For the entries that follow, tally the lines holding the string "delays". Give the total and nothing else.

Stored data
>>>>>
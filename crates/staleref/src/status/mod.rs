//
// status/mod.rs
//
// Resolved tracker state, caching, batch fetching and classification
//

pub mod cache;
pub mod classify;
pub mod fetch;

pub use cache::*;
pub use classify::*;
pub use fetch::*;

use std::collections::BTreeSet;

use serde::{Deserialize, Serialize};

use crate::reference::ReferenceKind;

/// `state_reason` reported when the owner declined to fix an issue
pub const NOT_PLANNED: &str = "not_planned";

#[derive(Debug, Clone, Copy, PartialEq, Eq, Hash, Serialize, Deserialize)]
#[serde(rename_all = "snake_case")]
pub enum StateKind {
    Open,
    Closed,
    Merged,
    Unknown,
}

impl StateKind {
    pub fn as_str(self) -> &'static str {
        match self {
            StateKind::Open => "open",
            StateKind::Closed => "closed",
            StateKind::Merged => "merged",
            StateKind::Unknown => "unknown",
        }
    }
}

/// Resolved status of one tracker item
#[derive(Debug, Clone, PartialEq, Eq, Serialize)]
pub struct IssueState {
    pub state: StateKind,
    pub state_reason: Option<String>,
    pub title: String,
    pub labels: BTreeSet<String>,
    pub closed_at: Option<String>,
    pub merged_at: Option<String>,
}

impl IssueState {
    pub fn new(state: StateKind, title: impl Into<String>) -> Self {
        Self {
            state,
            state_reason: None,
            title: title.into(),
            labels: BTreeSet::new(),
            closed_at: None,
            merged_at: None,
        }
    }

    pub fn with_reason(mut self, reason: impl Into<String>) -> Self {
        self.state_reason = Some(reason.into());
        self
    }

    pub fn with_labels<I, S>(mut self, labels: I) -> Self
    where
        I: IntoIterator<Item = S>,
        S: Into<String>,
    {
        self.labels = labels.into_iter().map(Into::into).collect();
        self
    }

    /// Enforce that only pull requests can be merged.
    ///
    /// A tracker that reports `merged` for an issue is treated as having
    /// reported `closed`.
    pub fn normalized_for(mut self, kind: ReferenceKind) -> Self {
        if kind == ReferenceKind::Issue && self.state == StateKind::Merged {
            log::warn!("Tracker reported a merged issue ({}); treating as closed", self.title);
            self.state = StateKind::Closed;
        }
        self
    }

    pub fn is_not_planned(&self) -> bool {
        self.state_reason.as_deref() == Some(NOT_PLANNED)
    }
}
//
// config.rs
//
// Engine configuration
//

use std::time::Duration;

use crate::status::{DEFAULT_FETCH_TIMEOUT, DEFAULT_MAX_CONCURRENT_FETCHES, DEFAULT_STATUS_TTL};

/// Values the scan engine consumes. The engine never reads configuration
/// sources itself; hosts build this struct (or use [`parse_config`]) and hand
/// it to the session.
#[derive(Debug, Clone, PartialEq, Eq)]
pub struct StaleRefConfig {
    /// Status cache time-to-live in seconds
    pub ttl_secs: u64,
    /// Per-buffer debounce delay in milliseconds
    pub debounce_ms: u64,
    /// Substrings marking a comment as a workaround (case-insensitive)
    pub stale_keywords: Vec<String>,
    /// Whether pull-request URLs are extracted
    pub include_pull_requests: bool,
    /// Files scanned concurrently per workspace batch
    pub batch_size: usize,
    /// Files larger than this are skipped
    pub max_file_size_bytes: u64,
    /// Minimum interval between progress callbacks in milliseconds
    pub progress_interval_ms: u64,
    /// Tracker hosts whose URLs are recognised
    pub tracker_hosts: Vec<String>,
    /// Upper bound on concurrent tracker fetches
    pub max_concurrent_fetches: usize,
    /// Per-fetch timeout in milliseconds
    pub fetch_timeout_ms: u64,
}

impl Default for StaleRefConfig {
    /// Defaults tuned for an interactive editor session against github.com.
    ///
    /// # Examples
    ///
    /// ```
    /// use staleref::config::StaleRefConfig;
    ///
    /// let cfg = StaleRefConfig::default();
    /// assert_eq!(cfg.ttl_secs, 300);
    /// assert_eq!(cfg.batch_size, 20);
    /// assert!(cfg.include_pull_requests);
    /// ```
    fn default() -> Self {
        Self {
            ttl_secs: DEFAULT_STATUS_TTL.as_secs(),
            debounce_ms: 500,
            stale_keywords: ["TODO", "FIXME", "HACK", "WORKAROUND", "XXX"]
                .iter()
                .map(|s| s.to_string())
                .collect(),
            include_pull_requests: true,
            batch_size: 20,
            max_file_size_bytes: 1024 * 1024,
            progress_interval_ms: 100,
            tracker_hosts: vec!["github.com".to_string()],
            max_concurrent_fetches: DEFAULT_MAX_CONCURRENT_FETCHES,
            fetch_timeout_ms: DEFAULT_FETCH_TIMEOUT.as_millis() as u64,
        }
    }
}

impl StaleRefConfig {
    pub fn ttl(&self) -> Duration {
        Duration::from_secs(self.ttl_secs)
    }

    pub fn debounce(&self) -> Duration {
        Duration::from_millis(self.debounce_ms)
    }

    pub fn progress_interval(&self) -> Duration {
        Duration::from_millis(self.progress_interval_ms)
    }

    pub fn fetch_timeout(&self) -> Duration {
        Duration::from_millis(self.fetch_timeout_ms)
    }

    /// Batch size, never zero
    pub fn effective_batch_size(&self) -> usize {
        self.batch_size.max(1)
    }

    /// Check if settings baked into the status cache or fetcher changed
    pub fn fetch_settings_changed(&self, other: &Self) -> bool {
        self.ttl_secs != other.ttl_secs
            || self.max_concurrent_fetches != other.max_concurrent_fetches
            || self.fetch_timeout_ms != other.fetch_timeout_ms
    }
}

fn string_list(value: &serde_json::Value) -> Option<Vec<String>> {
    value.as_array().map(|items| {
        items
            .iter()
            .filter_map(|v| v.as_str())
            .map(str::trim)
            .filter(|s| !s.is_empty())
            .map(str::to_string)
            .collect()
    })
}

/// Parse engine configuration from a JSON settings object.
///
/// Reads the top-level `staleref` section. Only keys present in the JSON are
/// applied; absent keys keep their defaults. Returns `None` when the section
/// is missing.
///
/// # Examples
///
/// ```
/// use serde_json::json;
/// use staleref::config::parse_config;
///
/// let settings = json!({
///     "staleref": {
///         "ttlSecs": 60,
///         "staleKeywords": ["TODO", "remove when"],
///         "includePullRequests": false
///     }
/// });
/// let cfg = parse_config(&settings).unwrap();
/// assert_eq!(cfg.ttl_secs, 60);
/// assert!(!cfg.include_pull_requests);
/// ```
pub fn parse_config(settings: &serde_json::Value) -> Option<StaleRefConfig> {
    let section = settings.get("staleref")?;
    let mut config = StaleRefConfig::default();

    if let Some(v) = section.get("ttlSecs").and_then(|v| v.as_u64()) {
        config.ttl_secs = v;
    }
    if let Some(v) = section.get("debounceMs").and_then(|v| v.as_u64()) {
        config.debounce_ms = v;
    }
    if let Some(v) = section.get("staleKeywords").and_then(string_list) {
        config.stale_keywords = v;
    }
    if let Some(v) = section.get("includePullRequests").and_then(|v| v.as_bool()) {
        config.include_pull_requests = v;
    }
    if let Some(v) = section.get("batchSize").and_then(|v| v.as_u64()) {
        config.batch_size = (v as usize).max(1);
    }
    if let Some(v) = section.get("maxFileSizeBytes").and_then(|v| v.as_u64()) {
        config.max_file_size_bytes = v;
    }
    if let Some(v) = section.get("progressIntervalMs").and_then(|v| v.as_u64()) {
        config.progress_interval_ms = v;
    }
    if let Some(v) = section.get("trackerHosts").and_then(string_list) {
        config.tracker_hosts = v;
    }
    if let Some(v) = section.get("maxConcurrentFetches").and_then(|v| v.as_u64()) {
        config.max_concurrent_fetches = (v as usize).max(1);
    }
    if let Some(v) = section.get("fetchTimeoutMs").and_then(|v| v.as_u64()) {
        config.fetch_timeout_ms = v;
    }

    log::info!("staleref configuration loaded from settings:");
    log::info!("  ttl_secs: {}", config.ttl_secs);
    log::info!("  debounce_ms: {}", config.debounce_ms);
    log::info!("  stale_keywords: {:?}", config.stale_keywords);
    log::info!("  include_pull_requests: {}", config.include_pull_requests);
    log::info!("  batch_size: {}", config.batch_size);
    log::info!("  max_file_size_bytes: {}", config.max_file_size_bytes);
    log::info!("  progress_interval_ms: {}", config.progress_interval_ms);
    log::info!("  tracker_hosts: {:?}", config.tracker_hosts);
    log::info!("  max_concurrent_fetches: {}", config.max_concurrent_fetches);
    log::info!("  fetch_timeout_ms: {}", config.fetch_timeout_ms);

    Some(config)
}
<<<<<
>>>>>
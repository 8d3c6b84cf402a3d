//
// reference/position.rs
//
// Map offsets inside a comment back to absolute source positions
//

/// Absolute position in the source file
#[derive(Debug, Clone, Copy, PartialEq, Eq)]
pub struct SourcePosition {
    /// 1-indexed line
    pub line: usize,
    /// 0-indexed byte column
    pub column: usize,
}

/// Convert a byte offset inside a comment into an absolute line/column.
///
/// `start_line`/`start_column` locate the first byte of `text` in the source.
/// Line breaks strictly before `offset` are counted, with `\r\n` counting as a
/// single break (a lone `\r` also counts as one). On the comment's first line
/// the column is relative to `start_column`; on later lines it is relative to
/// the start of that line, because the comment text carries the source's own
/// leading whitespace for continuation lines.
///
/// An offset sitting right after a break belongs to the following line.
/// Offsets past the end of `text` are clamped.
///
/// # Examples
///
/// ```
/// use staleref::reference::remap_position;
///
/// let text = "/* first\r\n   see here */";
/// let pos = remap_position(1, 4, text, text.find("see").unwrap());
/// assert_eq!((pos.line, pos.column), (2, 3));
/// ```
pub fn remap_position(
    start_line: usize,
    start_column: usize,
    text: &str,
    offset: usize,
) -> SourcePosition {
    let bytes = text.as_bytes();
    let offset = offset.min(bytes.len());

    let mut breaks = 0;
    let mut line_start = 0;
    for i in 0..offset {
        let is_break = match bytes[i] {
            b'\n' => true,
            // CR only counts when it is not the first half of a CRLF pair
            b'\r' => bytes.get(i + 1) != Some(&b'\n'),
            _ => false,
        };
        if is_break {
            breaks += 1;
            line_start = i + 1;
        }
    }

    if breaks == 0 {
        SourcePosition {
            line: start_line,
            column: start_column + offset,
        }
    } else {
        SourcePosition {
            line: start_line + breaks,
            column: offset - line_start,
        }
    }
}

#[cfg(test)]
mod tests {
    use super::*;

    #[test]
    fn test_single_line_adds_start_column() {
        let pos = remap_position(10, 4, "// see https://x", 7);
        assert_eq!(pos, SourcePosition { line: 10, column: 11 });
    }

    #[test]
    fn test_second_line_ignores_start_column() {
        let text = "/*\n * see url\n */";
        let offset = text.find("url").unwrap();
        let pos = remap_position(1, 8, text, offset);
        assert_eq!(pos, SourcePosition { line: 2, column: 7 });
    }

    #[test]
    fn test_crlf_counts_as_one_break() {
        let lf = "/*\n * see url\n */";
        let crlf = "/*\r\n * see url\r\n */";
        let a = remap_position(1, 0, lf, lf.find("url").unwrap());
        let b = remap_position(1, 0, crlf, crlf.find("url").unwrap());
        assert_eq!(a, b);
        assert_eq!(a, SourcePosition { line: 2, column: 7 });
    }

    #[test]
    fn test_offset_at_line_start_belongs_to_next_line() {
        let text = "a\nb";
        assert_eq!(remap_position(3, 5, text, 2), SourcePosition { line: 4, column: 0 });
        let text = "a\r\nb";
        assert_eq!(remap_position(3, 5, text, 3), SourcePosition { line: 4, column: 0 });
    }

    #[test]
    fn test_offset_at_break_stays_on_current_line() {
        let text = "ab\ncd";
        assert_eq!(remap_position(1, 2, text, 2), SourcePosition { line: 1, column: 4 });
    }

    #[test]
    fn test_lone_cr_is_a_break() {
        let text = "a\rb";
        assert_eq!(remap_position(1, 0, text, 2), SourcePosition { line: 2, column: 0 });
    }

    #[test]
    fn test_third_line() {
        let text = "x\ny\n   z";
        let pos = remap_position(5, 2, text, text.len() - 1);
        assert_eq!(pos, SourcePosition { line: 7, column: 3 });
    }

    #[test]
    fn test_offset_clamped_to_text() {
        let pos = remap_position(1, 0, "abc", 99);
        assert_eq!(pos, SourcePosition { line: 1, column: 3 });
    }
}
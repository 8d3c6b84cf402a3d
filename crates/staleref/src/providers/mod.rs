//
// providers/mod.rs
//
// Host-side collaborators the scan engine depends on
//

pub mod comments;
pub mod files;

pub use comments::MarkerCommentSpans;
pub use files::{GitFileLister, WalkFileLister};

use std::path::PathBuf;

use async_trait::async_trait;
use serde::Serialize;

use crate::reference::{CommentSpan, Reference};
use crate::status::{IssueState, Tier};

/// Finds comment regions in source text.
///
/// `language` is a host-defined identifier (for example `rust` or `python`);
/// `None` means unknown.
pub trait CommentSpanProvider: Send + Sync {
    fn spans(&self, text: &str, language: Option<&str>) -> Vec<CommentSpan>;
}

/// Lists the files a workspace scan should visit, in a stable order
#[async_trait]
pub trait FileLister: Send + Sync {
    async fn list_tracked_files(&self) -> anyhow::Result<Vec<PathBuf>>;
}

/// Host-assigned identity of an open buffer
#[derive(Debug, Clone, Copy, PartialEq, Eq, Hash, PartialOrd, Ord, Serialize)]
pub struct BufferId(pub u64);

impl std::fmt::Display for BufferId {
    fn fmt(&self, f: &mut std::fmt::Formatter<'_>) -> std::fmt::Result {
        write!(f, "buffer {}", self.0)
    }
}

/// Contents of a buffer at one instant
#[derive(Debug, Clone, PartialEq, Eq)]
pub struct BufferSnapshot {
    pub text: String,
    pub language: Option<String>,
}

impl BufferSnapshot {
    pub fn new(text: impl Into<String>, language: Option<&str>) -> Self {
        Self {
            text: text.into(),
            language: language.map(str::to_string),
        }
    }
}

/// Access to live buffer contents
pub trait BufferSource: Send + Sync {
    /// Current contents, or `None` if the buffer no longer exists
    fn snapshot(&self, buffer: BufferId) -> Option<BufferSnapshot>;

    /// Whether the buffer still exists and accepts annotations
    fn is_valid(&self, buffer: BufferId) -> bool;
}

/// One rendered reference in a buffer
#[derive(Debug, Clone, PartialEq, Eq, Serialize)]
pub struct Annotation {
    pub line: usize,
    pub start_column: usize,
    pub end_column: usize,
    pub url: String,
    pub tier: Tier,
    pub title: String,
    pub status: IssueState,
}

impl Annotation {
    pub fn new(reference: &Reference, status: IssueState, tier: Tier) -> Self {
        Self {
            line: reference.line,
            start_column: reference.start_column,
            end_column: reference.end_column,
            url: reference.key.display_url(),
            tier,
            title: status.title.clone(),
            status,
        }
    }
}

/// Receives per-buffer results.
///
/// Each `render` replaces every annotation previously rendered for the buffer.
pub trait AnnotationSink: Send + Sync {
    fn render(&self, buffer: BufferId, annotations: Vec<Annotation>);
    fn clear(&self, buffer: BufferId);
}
<<<<<
>>>>>
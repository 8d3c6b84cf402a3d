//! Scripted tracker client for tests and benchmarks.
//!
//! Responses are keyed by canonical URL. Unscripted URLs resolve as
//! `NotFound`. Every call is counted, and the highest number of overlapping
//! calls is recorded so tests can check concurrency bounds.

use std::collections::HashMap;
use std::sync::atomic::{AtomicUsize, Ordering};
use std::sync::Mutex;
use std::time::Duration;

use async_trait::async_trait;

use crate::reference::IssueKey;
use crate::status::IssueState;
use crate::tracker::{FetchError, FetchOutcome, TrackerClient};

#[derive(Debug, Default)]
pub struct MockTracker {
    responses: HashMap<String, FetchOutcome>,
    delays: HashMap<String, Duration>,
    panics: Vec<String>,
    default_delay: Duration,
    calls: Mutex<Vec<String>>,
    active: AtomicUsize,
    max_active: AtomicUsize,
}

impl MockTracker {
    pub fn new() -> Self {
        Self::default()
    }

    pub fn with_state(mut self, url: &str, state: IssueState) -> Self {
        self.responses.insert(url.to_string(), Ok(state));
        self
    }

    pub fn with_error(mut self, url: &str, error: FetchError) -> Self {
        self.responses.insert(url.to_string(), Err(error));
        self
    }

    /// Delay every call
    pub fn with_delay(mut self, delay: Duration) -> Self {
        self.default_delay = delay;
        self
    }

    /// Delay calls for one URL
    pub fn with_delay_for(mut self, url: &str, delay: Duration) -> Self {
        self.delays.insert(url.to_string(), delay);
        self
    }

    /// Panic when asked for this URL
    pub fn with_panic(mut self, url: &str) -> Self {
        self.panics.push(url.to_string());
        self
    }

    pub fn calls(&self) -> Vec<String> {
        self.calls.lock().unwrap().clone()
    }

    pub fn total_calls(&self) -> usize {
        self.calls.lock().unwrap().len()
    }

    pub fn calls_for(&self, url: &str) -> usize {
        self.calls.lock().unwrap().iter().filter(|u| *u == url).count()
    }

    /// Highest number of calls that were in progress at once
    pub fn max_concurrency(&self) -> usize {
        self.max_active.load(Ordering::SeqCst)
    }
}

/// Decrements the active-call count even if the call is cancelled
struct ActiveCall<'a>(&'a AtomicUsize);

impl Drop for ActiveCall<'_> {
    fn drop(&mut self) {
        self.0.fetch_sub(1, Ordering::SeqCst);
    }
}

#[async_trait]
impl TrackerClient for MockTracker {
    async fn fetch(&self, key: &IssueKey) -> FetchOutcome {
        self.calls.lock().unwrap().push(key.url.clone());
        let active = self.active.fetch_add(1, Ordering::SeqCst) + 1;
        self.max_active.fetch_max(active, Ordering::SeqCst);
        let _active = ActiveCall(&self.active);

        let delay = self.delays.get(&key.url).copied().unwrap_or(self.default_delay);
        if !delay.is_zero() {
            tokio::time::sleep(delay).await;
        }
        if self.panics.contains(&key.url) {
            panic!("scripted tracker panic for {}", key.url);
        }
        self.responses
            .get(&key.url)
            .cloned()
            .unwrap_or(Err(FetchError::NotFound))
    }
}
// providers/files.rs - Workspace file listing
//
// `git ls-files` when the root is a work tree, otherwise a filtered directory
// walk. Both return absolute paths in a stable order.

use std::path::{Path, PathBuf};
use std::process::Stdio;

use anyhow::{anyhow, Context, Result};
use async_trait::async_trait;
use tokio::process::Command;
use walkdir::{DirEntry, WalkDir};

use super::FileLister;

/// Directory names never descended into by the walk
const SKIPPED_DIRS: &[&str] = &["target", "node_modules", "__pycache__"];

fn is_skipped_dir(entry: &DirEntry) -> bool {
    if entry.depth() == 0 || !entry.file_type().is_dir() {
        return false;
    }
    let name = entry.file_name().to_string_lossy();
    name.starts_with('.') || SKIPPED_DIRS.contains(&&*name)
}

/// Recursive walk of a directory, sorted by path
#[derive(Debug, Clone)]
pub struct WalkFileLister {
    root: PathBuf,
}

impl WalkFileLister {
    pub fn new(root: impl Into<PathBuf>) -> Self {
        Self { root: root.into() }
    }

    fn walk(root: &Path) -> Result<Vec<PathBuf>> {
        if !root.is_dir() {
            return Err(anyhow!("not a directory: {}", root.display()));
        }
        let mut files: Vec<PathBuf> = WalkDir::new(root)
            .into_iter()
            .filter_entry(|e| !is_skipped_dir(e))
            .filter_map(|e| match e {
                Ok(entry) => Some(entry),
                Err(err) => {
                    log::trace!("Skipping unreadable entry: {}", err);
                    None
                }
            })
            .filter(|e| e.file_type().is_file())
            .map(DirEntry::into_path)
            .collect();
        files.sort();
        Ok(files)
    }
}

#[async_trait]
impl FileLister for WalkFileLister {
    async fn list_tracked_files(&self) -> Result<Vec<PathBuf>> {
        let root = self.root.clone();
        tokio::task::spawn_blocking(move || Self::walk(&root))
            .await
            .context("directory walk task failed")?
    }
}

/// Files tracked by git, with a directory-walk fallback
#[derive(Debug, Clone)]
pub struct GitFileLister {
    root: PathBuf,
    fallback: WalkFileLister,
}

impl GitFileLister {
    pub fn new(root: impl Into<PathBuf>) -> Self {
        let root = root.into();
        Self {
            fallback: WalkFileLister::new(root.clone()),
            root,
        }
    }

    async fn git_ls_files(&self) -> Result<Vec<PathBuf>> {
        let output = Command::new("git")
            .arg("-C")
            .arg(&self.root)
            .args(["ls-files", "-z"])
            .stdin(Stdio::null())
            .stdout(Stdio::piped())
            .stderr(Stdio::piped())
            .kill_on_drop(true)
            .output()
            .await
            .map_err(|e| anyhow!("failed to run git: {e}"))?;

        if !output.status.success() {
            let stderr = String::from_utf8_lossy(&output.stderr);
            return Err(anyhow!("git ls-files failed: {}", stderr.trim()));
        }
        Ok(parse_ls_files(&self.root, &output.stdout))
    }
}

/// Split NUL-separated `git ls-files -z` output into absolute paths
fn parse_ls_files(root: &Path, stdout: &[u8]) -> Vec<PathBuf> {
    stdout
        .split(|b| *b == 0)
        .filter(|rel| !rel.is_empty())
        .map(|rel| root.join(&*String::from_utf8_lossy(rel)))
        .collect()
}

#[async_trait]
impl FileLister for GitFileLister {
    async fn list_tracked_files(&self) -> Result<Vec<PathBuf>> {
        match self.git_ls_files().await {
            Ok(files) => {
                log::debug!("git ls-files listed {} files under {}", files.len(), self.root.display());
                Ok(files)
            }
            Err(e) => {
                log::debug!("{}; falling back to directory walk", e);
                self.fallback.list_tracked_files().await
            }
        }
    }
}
<<<<<
Your solution
3